Data extracts section start

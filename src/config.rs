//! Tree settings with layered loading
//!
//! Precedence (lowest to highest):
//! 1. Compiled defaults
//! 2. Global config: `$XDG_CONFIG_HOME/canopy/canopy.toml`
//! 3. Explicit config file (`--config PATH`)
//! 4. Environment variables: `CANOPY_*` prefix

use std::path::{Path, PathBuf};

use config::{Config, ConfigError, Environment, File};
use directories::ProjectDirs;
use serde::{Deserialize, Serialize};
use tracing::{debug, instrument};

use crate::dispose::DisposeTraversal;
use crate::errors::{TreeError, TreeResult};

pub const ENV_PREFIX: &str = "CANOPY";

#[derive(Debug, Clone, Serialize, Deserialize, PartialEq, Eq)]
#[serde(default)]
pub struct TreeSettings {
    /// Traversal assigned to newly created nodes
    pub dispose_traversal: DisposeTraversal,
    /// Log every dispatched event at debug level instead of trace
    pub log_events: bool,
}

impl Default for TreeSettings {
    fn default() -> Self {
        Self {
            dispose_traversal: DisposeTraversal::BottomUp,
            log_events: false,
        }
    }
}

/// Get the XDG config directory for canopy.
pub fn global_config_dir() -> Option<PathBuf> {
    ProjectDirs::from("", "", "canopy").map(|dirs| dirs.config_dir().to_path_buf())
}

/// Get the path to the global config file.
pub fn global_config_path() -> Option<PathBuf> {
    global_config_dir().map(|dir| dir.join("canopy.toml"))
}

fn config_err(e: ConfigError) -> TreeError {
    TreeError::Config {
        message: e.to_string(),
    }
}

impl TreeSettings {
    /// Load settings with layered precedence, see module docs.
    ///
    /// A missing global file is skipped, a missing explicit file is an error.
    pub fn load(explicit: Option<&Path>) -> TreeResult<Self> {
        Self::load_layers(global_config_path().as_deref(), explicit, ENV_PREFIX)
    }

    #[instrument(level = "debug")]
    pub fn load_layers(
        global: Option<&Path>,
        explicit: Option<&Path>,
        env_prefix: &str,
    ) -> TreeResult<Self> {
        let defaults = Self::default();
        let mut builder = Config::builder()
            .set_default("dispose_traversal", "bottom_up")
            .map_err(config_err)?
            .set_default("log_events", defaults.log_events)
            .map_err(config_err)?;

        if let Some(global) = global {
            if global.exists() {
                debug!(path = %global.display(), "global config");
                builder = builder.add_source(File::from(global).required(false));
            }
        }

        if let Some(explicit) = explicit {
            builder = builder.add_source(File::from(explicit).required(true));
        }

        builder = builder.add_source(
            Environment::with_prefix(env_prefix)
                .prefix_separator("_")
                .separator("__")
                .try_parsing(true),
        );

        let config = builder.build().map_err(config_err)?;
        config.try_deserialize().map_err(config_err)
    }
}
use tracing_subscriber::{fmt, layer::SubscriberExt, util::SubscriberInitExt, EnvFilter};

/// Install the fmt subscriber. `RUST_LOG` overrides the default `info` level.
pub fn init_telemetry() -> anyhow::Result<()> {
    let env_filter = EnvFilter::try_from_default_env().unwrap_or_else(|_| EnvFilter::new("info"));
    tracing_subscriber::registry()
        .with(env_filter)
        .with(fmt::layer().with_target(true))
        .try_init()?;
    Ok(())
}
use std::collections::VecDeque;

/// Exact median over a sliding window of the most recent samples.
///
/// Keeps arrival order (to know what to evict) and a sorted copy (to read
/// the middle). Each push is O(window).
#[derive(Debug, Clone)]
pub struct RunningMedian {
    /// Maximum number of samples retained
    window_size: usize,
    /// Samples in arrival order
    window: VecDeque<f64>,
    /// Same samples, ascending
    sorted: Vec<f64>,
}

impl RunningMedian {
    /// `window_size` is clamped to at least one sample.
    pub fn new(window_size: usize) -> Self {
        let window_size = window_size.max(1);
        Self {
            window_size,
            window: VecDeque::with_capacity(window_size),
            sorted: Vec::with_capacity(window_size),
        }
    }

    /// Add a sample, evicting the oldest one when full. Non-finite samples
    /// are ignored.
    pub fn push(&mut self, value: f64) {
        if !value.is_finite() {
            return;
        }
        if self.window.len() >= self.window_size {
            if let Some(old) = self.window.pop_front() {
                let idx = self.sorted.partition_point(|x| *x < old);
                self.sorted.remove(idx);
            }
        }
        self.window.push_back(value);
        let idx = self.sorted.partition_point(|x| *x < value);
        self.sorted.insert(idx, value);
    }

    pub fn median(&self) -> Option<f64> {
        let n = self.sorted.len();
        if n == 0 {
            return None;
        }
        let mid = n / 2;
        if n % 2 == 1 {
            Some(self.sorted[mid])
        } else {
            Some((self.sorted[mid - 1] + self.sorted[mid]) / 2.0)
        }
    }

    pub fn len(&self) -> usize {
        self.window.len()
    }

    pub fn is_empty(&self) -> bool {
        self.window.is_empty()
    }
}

Data extracts section end

> **Activity**
Would you retype the records above without changing a word?

> **Answer space**
filename src/config.rs
//! Tree settings with layered loading
//!
//! Precedence (lowest to highest):
//! 1. Compiled defaults
//! 2. Global config: `$XDG_CONFIG_HOME/canopy/canopy.toml`
//! 3. Explicit config file (`--config PATH`)
//! 4. Environment variables: `CANOPY_*` prefix

use std::path::{Path, PathBuf};

use config::{Config, ConfigError, Environment, File};
use directories::ProjectDirs;
use serde::{Deserialize, Serialize};
use tracing::{debug, instrument};

use crate::dispose::DisposeTraversal;
use crate::errors::{TreeError, TreeResult};

pub const ENV_PREFIX: &str = "CANOPY";

#[derive(Debug, Clone, Serialize, Deserialize, PartialEq, Eq)]
#[serde(default)]
pub struct TreeSettings {
    /// Traversal assigned to newly created nodes
    pub dispose_traversal: DisposeTraversal,
    /// Log every dispatched event at debug level instead of trace
    pub log_events: bool,
}

impl Default for TreeSettings {
    fn default() -> Self {
        Self {
            dispose_traversal: DisposeTraversal::BottomUp,
            log_events: false,
        }
    }
}

/// Get the XDG config directory for canopy.
pub fn global_config_dir() -> Option<PathBuf> {
    ProjectDirs::from("", "", "canopy").map(|dirs| dirs.config_dir().to_path_buf())
}

/// Get the path to the global config file.
pub fn global_config_path() -> Option<PathBuf> {
    global_config_dir().map(|dir| dir.join("canopy.toml"))
}

fn config_err(e: ConfigError) -> TreeError {
    TreeError::Config {
        message: e.to_string(),
    }
}

impl TreeSettings {
    /// Load settings with layered precedence, see module docs.
    ///
    /// A missing global file is skipped, a missing explicit file is an error.
    pub fn load(explicit: Option<&Path>) -> TreeResult<Self> {
        Self::load_layers(global_config_path().as_deref(), explicit, ENV_PREFIX)
    }

    #[instrument(level = "debug")]
    pub fn load_layers(
        global: Option<&Path>,
        explicit: Option<&Path>,
        env_prefix: &str,
    ) -> TreeResult<Self> {
        let defaults = Self::default();
        let mut builder = Config::builder()
            .set_default("dispose_traversal", "bottom_up")
            .map_err(config_err)?
            .set_default("log_events", defaults.log_events)
            .map_err(config_err)?;

        if let Some(global) = global {
            if global.exists() {
                debug!(path = %global.display(), "global config");
                builder = builder.add_source(File::from(global).required(false));
            }
        }

        if let Some(explicit) = explicit {
            builder = builder.add_source(File::from(explicit).required(true));
        }

        builder = builder.add_source(
            Environment::with_prefix(env_prefix)
                .prefix_separator("_")
                .separator("__")
                .try_parsing(true),
        );

        let config = builder.build().map_err(config_err)?;
        config.try_deserialize().map_err(config_err)
    }
}
use tracing_subscriber::{fmt, layer::SubscriberExt, util::SubscriberInitExt, EnvFilter};

/// Install the fmt subscriber. `RUST_LOG` overrides the default `info` level.
pub fn init_telemetry() -> anyhow::Result<()> {
    let env_filter = EnvFilter::try_from_default_env().unwrap_or_else(|_| EnvFilter::new("info"));
    tracing_subscriber::registry()
        .with(env_filter)
        .with(fmt::layer().with_target(true))
        .try_init()?;
    Ok(())
}
use std::collections::VecDeque;

/// Exact median over a sliding window of the most recent samples.
///
/// Keeps arrival order (to know what to evict) and a sorted copy (to read
/// the middle). Each push is O(window).
#[derive(Debug, Clone)]
pub struct RunningMedian {
    /// Maximum number of samples retained
    window_size: usize,
    /// Samples in arrival order
    window: VecDeque<f64>,
    /// Same samples, ascending
    sorted: Vec<f64>,
}

impl RunningMedian {
    /// `window_size` is clamped to at least one sample.
    pub fn new(window_size: usize) -> Self {
        let window_size = window_size.max(1);
        Self {
            window_size,
            window: VecDeque::with_capacity(window_size),
            sorted: Vec::with_capacity(window_size),
        }
    }

    /// Add a sample, evicting the oldest one when full. Non-finite samples
    /// are ignored.
    pub fn push(&mut self, value: f64) {
        if !value.is_finite() {
            return;
        }
        if self.window.len() >= self.window_size {
            if let Some(old) = self.window.pop_front() {
                let idx = self.sorted.partition_point(|x| *x < old);
                self.sorted.remove(idx);
            }
        }
        self.window.push_back(value);
        let idx = self.sorted.partition_point(|x| *x < value);
        self.sorted.insert(idx, value);
    }

    pub fn median(&self) -> Option<f64> {
        let n = self.sorted.len();
        if n == 0 {
            return None;
        }
        let mid = n / 2;
        if n % 2 == 1 {
            Some(self.sorted[mid])
        } else {
            Some((self.sorted[mid - 1] + self.sorted[mid]) / 2.0)
        }
    }

    pub fn len(&self) -> usize {
        self.window.len()
    }

    pub fn is_empty(&self) -> bool {
        self.window.is_empty()
    }
}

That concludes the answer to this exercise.